Miscellaneous#
Misc features#
| Component | Supported | Notes and limitations |
|---|---|---|
| Information schema | ✅ | |
| Views | ✅ | |
| Window functions | 🟠 | Some functions not supported, see window function docs |
| Common table expressions (CTEs) | ✅ | |
| Stored procedures | 🟠 | Only a few statements are not yet supported, see compound statements |
| Cursors | ✅ | |
| Triggers | ✅ |
Client Compatibility#
Some MySQL features are client features, not server features. Dolt ships with a client (ie. dolt sql) and a server (dolt sql-server). The Dolt client is not as sophisticated as the mysql client. To access these features you can use the mysql client that ships with MySQL.

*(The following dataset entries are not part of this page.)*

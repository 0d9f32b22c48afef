//! Terminal UI components.
//!
//! This module contains all UI-related code including:
//! - [`viewport`]: Editor area size and first visible row
//! - [`style`]: Colors for the status, shortcut and toast bars

pub mod style;
pub mod viewport;

mod overlays;
mod render;
mod status;

pub use overlays::prompt_rect;
pub use render::{render, split_screen};
pub use status::status_text;

/// Rows below the editor area that are always shown (status and shortcuts).
pub const FOOTER_ROWS: u16 = 2;

/// Contents of the shortcut bar.
pub const SHORTCUTS: &str = "Ctrl+U:Save | Ctrl+N:Save As | Ctrl+V:Open | Ctrl+K:Exit";
//! Line buffer and cursor engine.
//!
//! Holds the document as a sequence of lines with a cursor and a modified
//! flag, plus the pure viewport and frame projection used by the renderer.
//! Nothing in here fails or touches the terminal.

mod buffer;
mod projection;

pub use buffer::{Cursor, Direction, EditorBuffer};
pub use projection::{FrameProjection, compute_viewport, render_frame};
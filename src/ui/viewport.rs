//! Viewport management for the editor area.
//!
//! The [`Viewport`] struct tracks the height of the editor area and the first
//! visible row. The row is never set directly: it only follows the cursor.

use crate::editor::compute_viewport;

/// The visible window of the document.
///
/// # Example
///
/// ```
/// use notepadgtx::ui::viewport::Viewport;
///
/// let mut vp = Viewport::new(10);
/// vp.follow(25);
/// assert_eq!(vp.top_row(), 16);
/// ```
#[derive(Debug, Clone, PartialEq, Eq)]
pub struct Viewport {
    height: u16,
    top_row: usize,
}

impl Viewport {
    /// Create a viewport `height` rows tall, starting at the top.
    pub const fn new(height: u16) -> Self {
        Self {
            height,
            top_row: 0,
        }
    }

    /// Get the first visible row.
    pub const fn top_row(&self) -> usize {
        self.top_row
    }

    /// Get the viewport height.
    pub const fn height(&self) -> u16 {
        self.height
    }

    /// Scroll just enough to keep `cursor_row` visible.
    pub const fn follow(&mut self, cursor_row: usize) {
        self.top_row = compute_viewport(cursor_row, self.top_row, self.height as usize);
    }

    /// Change the number of visible rows.
    pub const fn resize(&mut self, height: u16) {
        self.height = height;
    }

    /// Go back to the top of the document (e.g., after loading a file).
    pub const fn reset(&mut self) {
        self.top_row = 0;
    }
}
use super::EditorBuffer;

/// Pick the first visible row so that `cursor_row` stays on screen.
///
/// Scrolls up just enough when the cursor is above the window and down just
/// enough when it is below; otherwise keeps `top_row`. A zero height is
/// treated as a single row.
pub const fn compute_viewport(cursor_row: usize, top_row: usize, visible_height: usize) -> usize {
    let height = if visible_height == 0 { 1 } else { visible_height };
    if cursor_row < top_row {
        cursor_row
    } else if cursor_row - top_row >= height {
        cursor_row - (height - 1)
    } else {
        top_row
    }
}

/// The visible slice of the buffer for a given terminal geometry.
#[derive(Debug, Clone, PartialEq, Eq)]
pub struct FrameProjection {
    /// Exactly `height` rows; rows past the end of the document are empty.
    pub rows: Vec<String>,
    /// Cursor position relative to the projected area, as `(row, column)`.
    pub cursor: (usize, usize),
}

/// Project `height` rows starting at `top_row`, each cut to `width` characters.
///
/// Long lines are truncated rather than wrapped.
pub fn render_frame(
    buffer: &EditorBuffer,
    top_row: usize,
    width: usize,
    height: usize,
) -> FrameProjection {
    let rows = (0..height)
        .map(|i| {
            top_row
                .checked_add(i)
                .and_then(|row| buffer.line_at(row))
                .map_or_else(String::new, |line| line.chars().take(width).collect())
        })
        .collect();
    let cursor = buffer.cursor();
    FrameProjection {
        rows,
        cursor: (cursor.row.saturating_sub(top_row), cursor.col),
    }
}

#[cfg(test)]
mod tests {
    use super::*;
    use proptest::prelude::*;

    #[test]
    fn test_compute_viewport_keeps_top_when_cursor_visible() {
        assert_eq!(compute_viewport(5, 0, 10), 0);
        assert_eq!(compute_viewport(9, 0, 10), 0);
    }

    #[test]
    fn test_compute_viewport_scrolls_up_to_cursor() {
        assert_eq!(compute_viewport(3, 8, 10), 3);
    }

    #[test]
    fn test_compute_viewport_scrolls_down_to_reveal_cursor() {
        assert_eq!(compute_viewport(10, 0, 10), 1);
        assert_eq!(compute_viewport(42, 5, 10), 33);
    }

    #[test]
    fn test_compute_viewport_is_total_near_usize_max() {
        assert_eq!(compute_viewport(5, usize::MAX - 1, 10), 5);
        assert_eq!(compute_viewport(usize::MAX, usize::MAX - 1, 10), usize::MAX - 1);
        assert_eq!(compute_viewport(usize::MAX, 0, usize::MAX), 1);
    }

    #[test]
    fn test_render_frame_far_past_end_is_blank() {
        let buf = EditorBuffer::from_text("only");
        let frame = render_frame(&buf, usize::MAX, 10, 3);
        assert_eq!(frame.rows, vec![String::new(); 3]);
    }

    #[test]
    fn test_compute_viewport_zero_height_follows_cursor() {
        assert_eq!(compute_viewport(7, 0, 0), 7);
    }

    #[test]
    fn test_render_frame_pads_with_blank_rows() {
        let buf = EditorBuffer::from_text("one\ntwo");
        let frame = render_frame(&buf, 0, 80, 4);
        assert_eq!(frame.rows, vec!["one", "two", "", ""]);
        assert_eq!(frame.cursor, (0, 0));
    }

    #[test]
    fn test_render_frame_truncates_long_lines() {
        let buf = EditorBuffer::from_text("abcdefgh\nxy");
        let frame = render_frame(&buf, 0, 5, 2);
        assert_eq!(frame.rows, vec!["abcde", "xy"]);
    }

    #[test]
    fn test_render_frame_truncates_by_character() {
        let buf = EditorBuffer::from_text("ééééé");
        let frame = render_frame(&buf, 0, 3, 1);
        assert_eq!(frame.rows, vec!["ééé"]);
    }

    #[test]
    fn test_render_frame_offsets_cursor_by_top_row() {
        let mut buf = EditorBuffer::from_text("a\nb\nc\nd\ne");
        buf.move_to(4, 1);
        let top = compute_viewport(buf.cursor().row, 0, 2);
        assert_eq!(top, 3);
        let frame = render_frame(&buf, top, 10, 2);
        assert_eq!(frame.rows, vec!["d", "e"]);
        assert_eq!(frame.cursor, (1, 1));
    }

    #[test]
    fn test_render_frame_reports_cursor_past_width_unchanged() {
        let mut buf = EditorBuffer::from_text("abcdefgh");
        buf.move_to(0, 8);
        let frame = render_frame(&buf, 0, 4, 1);
        assert_eq!(frame.cursor, (0, 8));
    }

    proptest! {
        #[test]
        fn prop_viewport_contains_cursor(
            cursor_row in 0usize..10_000,
            top_row in 0usize..10_000,
            height in 1usize..200,
        ) {
            let top = compute_viewport(cursor_row, top_row, height);
            prop_assert!(top <= cursor_row);
            prop_assert!(cursor_row < top + height);
        }

        #[test]
        fn prop_frame_has_requested_shape(
            text in "[a-z\n]{0,64}",
            top_row in 0usize..20,
            width in 0usize..12,
            height in 0usize..12,
        ) {
            let buf = EditorBuffer::from_text(&text);
            let frame = render_frame(&buf, top_row, width, height);
            prop_assert_eq!(frame.rows.len(), height);
            prop_assert!(frame.rows.iter().all(|row| row.chars().count() <= width));
        }
    }
}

| Feature | Supported | Notes and limitations |
|---|---|---|
| SOURCE | ❌ | Works with Dolt via the mysql client |
| LOAD DATA LOCAL INFILE | ❌ | LOAD DATA INFILE works with the Dolt client. The LOCAL option only works with Dolt via the mysql client |
Join hints#
Dolt supports the following join hints:
| name | supported | detail |
|---|---|---|
| JOIN_ORDER( | ✅ | Join tree in scope should use the following join execution order. Must include all table names. |
| LOOKUP_JOIN( | ✅ | Use LOOKUP strategy joining two tables. |
| MERGE_JOIN( | ✅ | Use MERGE strategy joining two tables. |
| HASH_JOIN( | ✅ | Use HASH strategy joining two tables. |
| INNER_JOIN( | ✅ | Use INNER strategy joining two tables. |
| SEMI_JOIN( | ✅ | Use SEMI strategy joining two tables (for EXISTS or IN queries). |
| ANTI_JOIN( | ✅ | Use ANTI strategy joining two tables (for NOT EXISTS or NOT IN queries). |
| JOIN_FIXED_ORDER | ❌ | Join tree uses in-place table order for execution. |
| NO_ICP | ❌ | Disable indexed range scans on index using filters. |
Join hints are indicated immediately after a SELECT token in a special
comment format /*+ */. Multiple hints should be separated by spaces:
SELECT /*+ JOIN_ORDER(arg1,arg2) */ 1
SELECT /*+ JOIN_ORDER(arg1,arg2) NO_ICP */ 1
Join hints currently require a full set of valid hints for all to be applied. For example, if we have a three table join we can enforce JOIN_ORDER on its own, join strategies on their own, or both order and strategy:
SELECT /*+ JOIN_ORDER(xy,uv,ab) LOOKUP_JOIN(xy,uv) HASH_JOIN(uv,ab) */ 1
FROM xy
JOIN uv on x = u
JOIN ab on a = u;
Additional notes:
- If one hint is invalid given the execution options, no hints are applied and the engine falls back to default costing.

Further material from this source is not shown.